A Comprehensive Library for Benchmarking Multi-class Visual Anomaly Detection
A Comprehensive Library for Benchmarking Multi-class Visual Anomaly Detection
摘要
评审与讨论
Anomaly detection has been a popular topic in image processing for several years, with applications in a variety of fields (industrial and medical are mentioned here). The article notes that many methods have been proposed to address the problem in a specialized or general way, and that with the wide variety of applications, databases, method types, and metrics, it is difficult to assess the strengths, weaknesses, and relevance of these methods in a general way.
The authors of this article have developed a library, ADer, to provide a unified evaluation of recent anomaly detection methods. The result of this evaluation is presented in this article and is intended to help identify the strengths and weaknesses of anomaly detection methods through an evaluation on a variety of datasets and metrics.

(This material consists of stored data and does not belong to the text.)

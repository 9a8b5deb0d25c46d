//! Resource getters and wait-until-ready helpers built on the retry engine.

use serde::de::DeserializeOwned;

use super::client::{KubeClient, KubeError};
use super::resources::{Deployment, PersistentVolume, PersistentVolumeClaim, Pod};
use crate::retry::{do_with_retry, Outcome, RetryError, RetryLog, RetryPolicy};
use crate::status::{
    self, PersistentVolumeClaimPhase, PersistentVolumePhase, StatusError,
};

fn get_resource<T: DeserializeOwned>(
    client: &dyn KubeClient,
    kind: &str,
    name: &str,
    namespaced: bool,
) -> Result<T, KubeError> {
    let json = client.get_json(kind, name, namespaced)?;
    serde_json::from_str(&json).map_err(|source| KubeError::Parse {
        kind: kind.to_string(),
        source,
    })
}

pub fn get_persistent_volume(
    client: &dyn KubeClient,
    name: &str,
) -> Result<PersistentVolume, KubeError> {
    get_resource(client, "persistentvolume", name, false)
}

pub fn get_persistent_volume_claim(
    client: &dyn KubeClient,
    name: &str,
) -> Result<PersistentVolumeClaim, KubeError> {
    get_resource(client, "persistentvolumeclaim", name, true)
}

pub fn get_pod(client: &dyn KubeClient, name: &str) -> Result<Pod, KubeError> {
    get_resource(client, "pod", name, true)
}

pub fn get_deployment(client: &dyn KubeClient, name: &str) -> Result<Deployment, KubeError> {
    get_resource(client, "deployment", name, true)
}

/// One poll: fetch, then classify. Lookup failures are retriable (the
/// resource may not exist yet) unless kubectl itself can't be run.
fn poll<T>(
    fetched: Result<T, KubeError>,
    classify: impl FnOnce(&T) -> Outcome<(), StatusError>,
) -> Outcome<(), KubeError> {
    match fetched {
        Ok(resource) => classify(&resource).map_err(KubeError::from),
        Err(e) if e.is_command_missing() => Outcome::Fatal(e),
        Err(e) => Outcome::Retriable(e),
    }
}

fn wait_for<F>(
    description: &str,
    done_message: &str,
    policy: &RetryPolicy,
    log: &dyn RetryLog,
    action: F,
) -> Result<(), RetryError<KubeError>>
where
    F: FnMut() -> Outcome<(), KubeError>,
{
    match do_with_retry(description, policy, log, action) {
        Ok(()) => {
            tracing::info!("{}", done_message);
            Ok(())
        }
        Err(e) => {
            tracing::warn!("Timeout waiting for {}: {}", description, e);
            Err(e)
        }
    }
}

pub fn wait_until_persistent_volume_available(
    client: &dyn KubeClient,
    name: &str,
    policy: &RetryPolicy,
    log: &dyn RetryLog,
) -> Result<(), RetryError<KubeError>> {
    wait_until_persistent_volume_in_status(
        client,
        name,
        PersistentVolumePhase::Available,
        policy,
        log,
    )
}

pub fn wait_until_persistent_volume_in_status(
    client: &dyn KubeClient,
    name: &str,
    want: PersistentVolumePhase,
    policy: &RetryPolicy,
    log: &dyn RetryLog,
) -> Result<(), RetryError<KubeError>> {
    let description = format!("Wait for Persistent Volume {} to be {}", name, want);
    let done = format!("Persistent Volume {} is now {}", name, want);
    wait_for(&description, &done, policy, log, || {
        poll(get_persistent_volume(client, name), |pv| {
            status::persistent_volume_outcome(pv, want)
        })
    })
}

pub fn wait_until_persistent_volume_claim_in_status(
    client: &dyn KubeClient,
    name: &str,
    want: PersistentVolumeClaimPhase,
    policy: &RetryPolicy,
    log: &dyn RetryLog,
) -> Result<(), RetryError<KubeError>> {
    let description = format!("Wait for Persistent Volume Claim {} to be {}", name, want);
    let done = format!("Persistent Volume Claim {} is now {}", name, want);
    wait_for(&description, &done, policy, log, || {
        poll(get_persistent_volume_claim(client, name), |pvc| {
            status::persistent_volume_claim_outcome(pvc, want)
        })
    })
}

pub fn wait_until_pod_available(
    client: &dyn KubeClient,
    name: &str,
    policy: &RetryPolicy,
    log: &dyn RetryLog,
) -> Result<(), RetryError<KubeError>> {
    let description = format!("Wait for pod {} to be provisioned", name);
    let done = format!("Pod {} is now available", name);
    wait_for(&description, &done, policy, log, || {
        poll(get_pod(client, name), status::pod_outcome)
    })
}

pub fn wait_until_deployment_available(
    client: &dyn KubeClient,
    name: &str,
    policy: &RetryPolicy,
    log: &dyn RetryLog,
) -> Result<(), RetryError<KubeError>> {
    let description = format!("Wait for deployment {} to be provisioned", name);
    let done = format!("Deployment {} is now available", name);
    wait_for(&description, &done, policy, log, || {
        poll(get_deployment(client, name), status::deployment_outcome)
    })
}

The authors identified four main categories of methods and selected 15 for their evaluation, with at least 3 representatives per category. They tested them on 11 industrial, medical, and general databases. The benchmarking was done with 9 different metrics. The authors say that they worked on the practical implementation of these metrics to make their computation more efficient.
The experimental part presents the results of this benchmark in the form of several tables. The evaluation analyzes the quality of detection, but also the efficiency of the training and inference methods, as well as their stability.
优点
The paper proposes a library of tools for unified and efficient evaluation of anomaly detection methods. As the authors note, the resources available for evaluation are not efficiently implemented. This can lead to two problems, either a waste of time due to inefficient evaluation, or a non-reproducible and inconsistent evaluation due to differences in metric implementation. The provision of a unified and efficient tool in this article will address both of these problems if the tool is adopted by the community.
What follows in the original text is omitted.